Hukuman penjara sangat berdampak pada
perubahan psikologis. Meskipun berbagai usaha telah dilakukan dalam pembinaan
narapidana selama menjalani pidana, namun dampak psikologis akibat hukuman
penjara merupakan dampak yang paling berat yang dirasakan oleh setiap
narapidana.
Berikut
berbagai dampak psikologis akibat hukuman penjara (Harsono, 1995) antara lain:
- Lost of personality. Seorang narapidana selama di pidana akan kehilangan kepribadian, identitas diri, akibat peraturan dan tata cara hidup di lembaga pemasyarakatan. Selama menjalani pidana, narapidana diperlakukan sama atau hampir sama antara narapidana yang satu dengan narapidana yang lain. Hal ini akan membentuk kepribadian yang khas yaitu kepribadian narapidana seperti temperamental, agresif, dan lain-lain.
- Lost of security. Selama menjalani pidana, narapidana selalu dalam pengawasan petugas. Seseorang yang secara terus-menerus diawasi akan merasakan kurang aman, merasa selalu dicurigai, dan merasa selalu tidak dapat berbuat sesuatu atau bertindak karena takut kalau tindakannya merupakan suatu kesalahan yang dapat membuat narapidana tersebut dihukum. Kerena narapidana diawasi terus-menerus menyebabkan narapidana tersebut ragu dalam bertindak, kurang percaya diri, salah tingkah, tidak mampu mengambil keputusan dengan baik. Situasi yang demikian, dapat mengakibatkan narapidana melakukan tindakan kompensasi demi sabilitas jiwanya. Dimana narapidana akan bertindak sesuai dengan kondisi di lembaga pemasyarakatan tersebut meskipun bertentangan dengan kehendak narapidana untuk menghindari hukuman.

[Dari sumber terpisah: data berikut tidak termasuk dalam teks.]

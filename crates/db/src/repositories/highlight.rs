//! Story highlight repository.

use std::sync::Arc;

use crate::entities::{StoryHighlight, StoryHighlightItem, story_highlight, story_highlight_item};
use crate::map_insert_err;
use sea_orm::{
    ActiveModelTrait, ColumnTrait, DatabaseConnection, EntityTrait, QueryFilter, QueryOrder,
    QuerySelect,
};
use universe_common::{AppError, AppResult};

/// Highlight repository for database operations.
#[derive(Clone)]
pub struct HighlightRepository {
    db: Arc<DatabaseConnection>,
}

impl HighlightRepository {
    /// Create a new highlight repository.
    #[must_use]
    pub const fn new(db: Arc<DatabaseConnection>) -> Self {
        Self { db }
    }

    /// Find a highlight by ID, returning an error if not found.
    pub async fn get_by_id(&self, id: &str) -> AppResult<story_highlight::Model> {
        StoryHighlight::find_by_id(id)
            .one(self.db.as_ref())
            .await
            .map_err(|e| AppError::Database(e.to_string()))?
            .ok_or_else(|| AppError::NotFound(format!("Highlight {id}")))
    }

    /// Highlights owned by a user, newest first.
    pub async fn find_by_user(&self, user_id: &str) -> AppResult<Vec<story_highlight::Model>> {
        StoryHighlight::find()
            .filter(story_highlight::Column::UserId.eq(user_id))
            .order_by_desc(story_highlight::Column::CreatedAt)
            .all(self.db.as_ref())
            .await
            .map_err(|e| AppError::Database(e.to_string()))
    }

    /// Create a highlight.
    pub async fn create(
        &self,
        model: story_highlight::ActiveModel,
    ) -> AppResult<story_highlight::Model> {
        model
            .insert(self.db.as_ref())
            .await
            .map_err(|e| AppError::Database(e.to_string()))
    }

    /// Delete a highlight and its item links. The stories themselves stay.
    pub async fn delete(&self, id: &str) -> AppResult<()> {
        StoryHighlight::delete_by_id(id)
            .exec(self.db.as_ref())
            .await
            .map_err(|e| AppError::Database(e.to_string()))?;
        Ok(())
    }

    /// Link a story into a highlight. Returns `Conflict` for duplicates.
    pub async fn add_item(
        &self,
        model: story_highlight_item::ActiveModel,
    ) -> AppResult<story_highlight_item::Model> {
        model
            .insert(self.db.as_ref())
            .await
            .map_err(|e| map_insert_err(e, "highlight item"))
    }

    /// IDs of the stories in a highlight.
    pub async fn story_ids(&self, highlight_id: &str) -> AppResult<Vec<String>> {
        StoryHighlightItem::find()
            .select_only()
            .column(story_highlight_item::Column::StoryId)
            .filter(story_highlight_item::Column::HighlightId.eq(highlight_id))
            .into_tuple::<String>()
            .all(self.db.as_ref())
            .await
            .map_err(|e| AppError::Database(e.to_string()))
    }
}
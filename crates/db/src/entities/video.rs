//! Video entity.

use sea_orm::entity::prelude::*;
use serde::{Deserialize, Serialize};

/// Video category.
#[derive(
    Debug, Clone, Copy, PartialEq, Eq, Hash, EnumIter, DeriveActiveEnum, Serialize, Deserialize,
)]
#[sea_orm(rs_type = "String", db_type = "String(StringLen::N(20))")]
#[serde(rename_all = "lowercase")]
pub enum VideoCategory {
    #[sea_orm(string_value = "education")]
    Education,
    #[sea_orm(string_value = "entertainment")]
    Entertainment,
    #[sea_orm(string_value = "gaming")]
    Gaming,
    #[sea_orm(string_value = "music")]
    Music,
    #[sea_orm(string_value = "news")]
    News,
    #[sea_orm(string_value = "sports")]
    Sports,
    #[sea_orm(string_value = "technology")]
    Technology,
    #[sea_orm(string_value = "vlogs")]
    Vlogs,
    #[sea_orm(string_value = "other")]
    Other,
}

impl Default for VideoCategory {
    fn default() -> Self {
        Self::Other
    }
}

#[derive(Clone, Debug, PartialEq, Eq, DeriveEntityModel, Serialize, Deserialize)]
#[sea_orm(table_name = "video")]
pub struct Model {
    #[sea_orm(primary_key, auto_increment = false)]
    pub id: String,

    #[sea_orm(indexed)]
    pub author_id: String,

    pub title: String,

    #[sea_orm(column_type = "Text", nullable)]
    pub description: Option<String>,

    pub video_url: String,

    #[sea_orm(nullable)]
    pub thumbnail_url: Option<String>,

    /// Length in seconds
    pub duration: i32,

    /// View counter, bumped on non-author detail views
    pub views: i64,

    pub category: VideoCategory,

    /// Comma separated
    #[sea_orm(nullable)]
    pub tags: Option<String>,

    #[sea_orm(default_value = true)]
    pub is_public: bool,

    #[sea_orm(default_value = true)]
    pub allow_comments: bool,

    pub created_at: DateTimeWithTimeZone,

    #[sea_orm(nullable)]
    pub updated_at: Option<DateTimeWithTimeZone>,
}

impl Model {
    /// Trimmed, non-empty tags.
    #[must_use]
    pub fn tag_list(&self) -> Vec<String> {
        self.tags
            .as_deref()
            .map(|tags| {
                tags.split(',')
                    .map(str::trim)
                    .filter(|t| !t.is_empty())
                    .map(ToString::to_string)
                    .collect()
            })
            .unwrap_or_default()
    }
}

#[derive(Copy, Clone, Debug, EnumIter, DeriveRelation)]
pub enum Relation {
    #[sea_orm(
        belongs_to = "super::user::Entity",
        from = "Column::AuthorId",
        to = "super::user::Column::Id",
        on_delete = "Cascade"
    )]
    Author,
    #[sea_orm(has_many = "super::video_like::Entity")]
    Likes,
    #[sea_orm(has_many = "super::video_comment::Entity")]
    Comments,
}

impl Related<super::video_like::Entity> for Entity {
    fn to() -> RelationDef {
        Relation::Likes.def()
    }
}

impl Related<super::video_comment::Entity> for Entity {
    fn to() -> RelationDef {
        Relation::Comments.def()
    }
}

impl Related<super::playlist::Entity> for Entity {
    fn to() -> RelationDef {
        super::playlist_video::Relation::Playlist.def()
    }

    fn via() -> Option<RelationDef> {
        Some(super::playlist_video::Relation::Video.def().rev())
    }
}

impl ActiveModelBehavior for ActiveModel {}
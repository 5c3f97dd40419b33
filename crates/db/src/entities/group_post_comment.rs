//! Group post comment entity.

use sea_orm::entity::prelude::*;
use serde::{Deserialize, Serialize};

#[derive(Clone, Debug, PartialEq, Eq, DeriveEntityModel, Serialize, Deserialize)]
#[sea_orm(table_name = "group_post_comment")]
pub struct Model {
    #[sea_orm(primary_key, auto_increment = false)]
    pub id: String,

    pub post_id: String,

    pub author_id: String,

    #[sea_orm(column_type = "Text")]
    pub content: String,

    pub created_at: DateTimeWithTimeZone,
}

#[derive(Copy, Clone, Debug, EnumIter, DeriveRelation)]
pub enum Relation {
    #[sea_orm(
        belongs_to = "super::group_post::Entity",
        from = "Column::PostId",
        to = "super::group_post::Column::Id",
        on_delete = "Cascade"
    )]
    Post,
    #[sea_orm(
        belongs_to = "super::user::Entity",
        from = "Column::AuthorId",
        to = "super::user::Column::Id",
        on_delete = "Cascade"
    )]
    Author,
}

impl ActiveModelBehavior for ActiveModel {}
#[cfg(test)]
#[allow(clippy::unwrap_used)]
mod tests {
    use super::*;
    use crate::services::directory::test_support::{empty_db, profile, user};
    use chrono::Utc;
    use sea_orm::{DatabaseBackend, DatabaseConnection, MockDatabase, MockExecResult};
    use std::sync::Arc;
    use universe_db::repositories::{NotificationRepository, ProfileRepository, UserRepository};

    fn create_test_post(id: &str, author_id: &str) -> post::Model {
        post::Model {
            id: id.to_string(),
            author_id: author_id.to_string(),
            content: "hello".to_string(),
            image_url: None,
            created_at: Utc::now().into(),
            updated_at: None,
        }
    }

    fn count_row(n: i64) -> std::collections::BTreeMap<&'static str, sea_orm::Value> {
        maplit::btreemap! { "num_items" => sea_orm::Value::BigInt(Some(n)) }
    }

    fn notification_db(target: &str) -> Arc<DatabaseConnection> {
        use universe_db::entities::notification;
        Arc::new(
            MockDatabase::new(DatabaseBackend::Postgres)
                .append_query_results([[notification::Model {
                    id: "n1".to_string(),
                    target_id: target.to_string(),
                    actor_id: "alice".to_string(),
                    kind: NotificationKind::Like,
                    post_id: Some("p1".to_string()),
                    is_read: false,
                    created_at: Utc::now().into(),
                }]])
                .into_connection(),
        )
    }

    fn service(
        posts: Arc<DatabaseConnection>,
        likes: Arc<DatabaseConnection>,
        comments: Arc<DatabaseConnection>,
        notifications: Arc<DatabaseConnection>,
        users: Arc<DatabaseConnection>,
        profiles: Arc<DatabaseConnection>,
    ) -> PostService {
        let directory = UserDirectory::new(UserRepository::new(users), ProfileRepository::new(profiles));
        PostService::new(
            PostRepository::new(posts),
            PostLikeRepository::new(likes),
            CommentRepository::new(comments),
            directory.clone(),
            NotificationService::new(NotificationRepository::new(notifications), directory),
        )
    }

    #[tokio::test]
    async fn test_toggle_like_first_call_likes() {
        let posts = Arc::new(
            MockDatabase::new(DatabaseBackend::Postgres)
                .append_query_results([[create_test_post("p1", "bob")]])
                .into_connection(),
        );
        let likes = Arc::new(
            MockDatabase::new(DatabaseBackend::Postgres)
                .append_exec_results([MockExecResult {
                    last_insert_id: 0,
                    rows_affected: 0,
                }])
                .append_query_results([[post_like::Model {
                    id: "l1".to_string(),
                    user_id: "alice".to_string(),
                    post_id: "p1".to_string(),
                    created_at: Utc::now().into(),
                }]])
                .append_query_results([[count_row(1)]])
                .into_connection(),
        );

        let notifications = notification_db("bob");
        let service = service(posts, likes, empty_db(), notifications.clone(), empty_db(), empty_db());
        let result = service.toggle_like("alice", "p1").await.unwrap();

        assert_eq!(
            result,
            LikeToggle {
                liked: true,
                like_count: 1
            }
        );

        drop(service);
        let log = Arc::try_unwrap(notifications).unwrap().into_transaction_log();
        assert_eq!(log.len(), 1);
        let insert = &log[0].statements()[0];
        assert!(insert.sql.starts_with(r#"INSERT INTO "notification""#));
        let values = &insert.values.as_ref().unwrap().0;
        assert!(values.contains(&sea_orm::Value::from("bob")));
        assert!(values.contains(&sea_orm::Value::from("alice")));
        assert!(values.contains(&sea_orm::Value::from("like")));
        assert!(values.contains(&sea_orm::Value::from("p1")));
    }

    #[tokio::test]
    async fn test_toggle_like_second_call_unlikes() {
        let posts = Arc::new(
            MockDatabase::new(DatabaseBackend::Postgres)
                .append_query_results([[create_test_post("p1", "bob")]])
                .into_connection(),
        );
        let likes = Arc::new(
            MockDatabase::new(DatabaseBackend::Postgres)
                .append_exec_results([MockExecResult {
                    last_insert_id: 0,
                    rows_affected: 1,
                }])
                .append_query_results([[count_row(0)]])
                .into_connection(),
        );

        let service = service(posts, likes, empty_db(), empty_db(), empty_db(), empty_db());
        let result = service.toggle_like("alice", "p1").await.unwrap();

        assert!(!result.liked);
        assert_eq!(result.like_count, 0);
    }

    #[tokio::test]
    async fn test_delete_other_users_post_forbidden() {
        let posts = Arc::new(
            MockDatabase::new(DatabaseBackend::Postgres)
                .append_query_results([[create_test_post("p1", "bob")]])
                .into_connection(),
        );

        let service = service(posts, empty_db(), empty_db(), empty_db(), empty_db(), empty_db());
        let result = service.delete("alice", "p1").await;

        assert!(matches!(result, Err(AppError::Forbidden(_))));
    }

    #[tokio::test]
    async fn test_add_comment_blank_rejected() {
        let service = service(empty_db(), empty_db(), empty_db(), empty_db(), empty_db(), empty_db());
        let result = service
            .add_comment(
                &user("alice", "alice"),
                "p1",
                CommentInput {
                    content: "   ".to_string(),
                },
            )
            .await;

        assert!(matches!(result, Err(AppError::BadRequest(_))));
    }

    #[tokio::test]
    async fn test_add_comment_returns_author_and_count() {
        let posts = Arc::new(
            MockDatabase::new(DatabaseBackend::Postgres)
                .append_query_results([[create_test_post("p1", "bob")]])
                .into_connection(),
        );
        let comments = Arc::new(
            MockDatabase::new(DatabaseBackend::Postgres)
                .append_query_results([[comment::Model {
                    id: "c1".to_string(),
                    post_id: "p1".to_string(),
                    author_id: "alice".to_string(),
                    content: "nice".to_string(),
                    created_at: Utc::now().into(),
                }]])
                .append_query_results([[count_row(3)]])
                .into_connection(),
        );
        let profiles = Arc::new(
            MockDatabase::new(DatabaseBackend::Postgres)
                .append_query_results([[profile("alice", Some("https://cdn.example.com/a.png"))]])
                .into_connection(),
        );

        let service = service(posts, empty_db(), comments, notification_db("bob"), empty_db(), profiles);
        let result = service
            .add_comment(
                &user("alice", "alice"),
                "p1",
                CommentInput {
                    content: " nice ".to_string(),
                },
            )
            .await
            .unwrap();

        assert!(result.success);
        assert_eq!(result.comment.author_username, "alice");
        assert_eq!(
            result.comment.author_avatar.as_deref(),
            Some("https://cdn.example.com/a.png")
        );
        assert_eq!(result.comment_count, 3);
    }

    #[tokio::test]
    async fn test_annotate_marks_viewer_likes() {
        let likes = Arc::new(
            MockDatabase::new(DatabaseBackend::Postgres)
                .append_query_results([[maplit::btreemap! {
                    "key" => sea_orm::Value::from("p1"),
                    "count" => sea_orm::Value::BigInt(Some(1)),
                }]])
                .append_query_results([[maplit::btreemap! {
                    "post_id" => sea_orm::Value::from("p1"),
                }]])
                .into_connection(),
        );
        let comments = Arc::new(
            MockDatabase::new(DatabaseBackend::Postgres)
                .append_query_results([Vec::<std::collections::BTreeMap<&str, sea_orm::Value>>::new()])
                .into_connection(),
        );
        let users = Arc::new(
            MockDatabase::new(DatabaseBackend::Postgres)
                .append_query_results([[user("bob", "bob")]])
                .into_connection(),
        );
        let profiles = Arc::new(
            MockDatabase::new(DatabaseBackend::Postgres)
                .append_query_results([Vec::<universe_db::entities::profile::Model>::new()])
                .into_connection(),
        );

        let service = service(empty_db(), likes, comments, empty_db(), users, profiles);
        let views = service
            .annotate(
                vec![create_test_post("p1", "bob"), create_test_post("p2", "bob")],
                Some("alice"),
            )
            .await
            .unwrap();

        assert_eq!(views.len(), 2);
        assert!(views[0].liked);
        assert_eq!(views[0].like_count, 1);
        assert!(!views[1].liked);
        assert_eq!(views[1].comment_count, 0);
        assert_eq!(views[0].author.username, "bob");
    }
}
//! Database entities.

#![allow(missing_docs)]

pub mod comment;
pub mod following;
pub mod group;
pub mod group_membership;
pub mod group_post;
pub mod group_post_comment;
pub mod group_post_like;
pub mod message;
pub mod notification;
pub mod playlist;
pub mod playlist_video;
pub mod post;
pub mod post_like;
pub mod profile;
pub mod story;
pub mod story_highlight;
pub mod story_highlight_item;
pub mod story_view;
pub mod user;
pub mod video;
pub mod video_comment;
pub mod video_like;

pub use comment::Entity as Comment;
pub use following::Entity as Following;
pub use group::Entity as Group;
pub use group_membership::Entity as GroupMembership;
pub use group_post::Entity as GroupPost;
pub use group_post_comment::Entity as GroupPostComment;
pub use group_post_like::Entity as GroupPostLike;
pub use message::Entity as Message;
pub use notification::Entity as Notification;
pub use playlist::Entity as Playlist;
pub use playlist_video::Entity as PlaylistVideo;
pub use post::Entity as Post;
pub use post_like::Entity as PostLike;
pub use profile::Entity as Profile;
pub use story::Entity as Story;
pub use story_highlight::Entity as StoryHighlight;
pub use story_highlight_item::Entity as StoryHighlightItem;
pub use story_view::Entity as StoryView;
pub use user::Entity as User;
pub use video::Entity as Video;
pub use video_comment::Entity as VideoComment;
pub use video_like::Entity as VideoLike;
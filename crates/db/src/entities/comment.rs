//! Comment entity (listed oldest first).

use sea_orm::entity::prelude::*;
use serde::{Deserialize, Serialize};

#[derive(Clone, Debug, PartialEq, Eq, DeriveEntityModel, Serialize, Deserialize)]
#[sea_orm(table_name = "comment")]
pub struct Model {
    #[sea_orm(primary_key, auto_increment = false)]
    pub id: String,

    pub post_id: String,

    pub author_id: String,

    #[sea_orm(column_type = "Text")]
    pub content: String,

    pub created_at: DateTimeWithTimeZone,
}

#[derive(Copy, Clone, Debug, EnumIter, DeriveRelation)]
pub enum Relation {
    #[sea_orm(
        belongs_to = "super::post::Entity",
        from = "Column::PostId",
        to = "super::post::Column::Id",
        on_delete = "Cascade"
    )]
    Post,
    #[sea_orm(
        belongs_to = "super::user::Entity",
        from = "Column::AuthorId",
        to = "super::user::Column::Id",
        on_delete = "Cascade"
    )]
    Author,
}

impl Related<super::post::Entity> for Entity {
    fn to() -> RelationDef {
        Relation::Post.def()
    }
}

impl ActiveModelBehavior for ActiveModel {}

- Lost of liberty. Pidana hilang kemerdekaan telah merampas berbagai kemerdekaan individual. Secara psikologis, keadaan yang demikian menyebabkan narapidana menjadi tertekan jiwanya, pemurung, malas, mudah marah, dan tidak bergairah terhadap program-program pembinaan.
- Lost of personal comunication. Selama menjalani hukuman, kebebasan untuk berkomunikasi dibatasi. Narapidana tidak bisa bebas untuk berkomunikasi dengan relasi, keluarganya. Sebagai makhluk sosial, narapidana memerlukan komunikasi dengan teman, keluarga atau orang lain keterbatasan kesempatan untuk berkomunikasi ini merupakan beban psikologis tersendiri.
- Lost of good and service. Narapidana juga merasakan kehilangan pelayanan. Dalam lembaga pemasyarakatan, narapidana harus mampu mengurus dirinya sendiri, misalnya mencuci pakaian, menyapu ruangan. Narapidana tidak boleh memilih warna atau model pakaian sendri semua telah diatur agar sesuai dengan narapidana yang lain, termasuk dalam hal menu makanan setiap hari. Hilangnya pelayanan menyebabkan narapidana kehilangan rasa afeksi, kasih sayang yang biasa didapat diluar lapas.
- Lost of heterosexual. Selama menjalani pidana, narapidana ditempatkan dalam blok-blok sesuai dengan jenis kelaminnya. Penempatan ini menyebabkan narapidana juga merasakan betapa naluri seks, kasih sayang, rasa aman bersama keluarga ikut terampas. Hal ini akan menyebabkan penyimpangan seksual, seperti homoseks, lesbian, dan lain-lain. Semua merupakan penyaluran nafsu seks yang terpendam.
- Lost of prestige. Narapidana juga kehilangan harga dirinya. Bentuk-bentuk perlakuan dari petugas terhadap narapidana membuat narapidana menjadi terhampas harga dirinya. Misalnya WC dan tempat mandi yang terbuka.
- Lost of belief. Akibat dari perampasan berbagai kebebasan narapidana menjadi kehilangan rasa percaya diri. Hal ini disebabkan tidak adanya rasa aman, tidak dapat membuat keputusan sendiri, kurang mantap dalam bertindak dan kurang memiliki stabilitas jiwa yang mantap.
- Lost of creativity. Selama menjalani pidana, kreativitas, ide-ide, gagasan, imajinasi, bahkan juga impian dan cita-cita narapidana ikut terampas.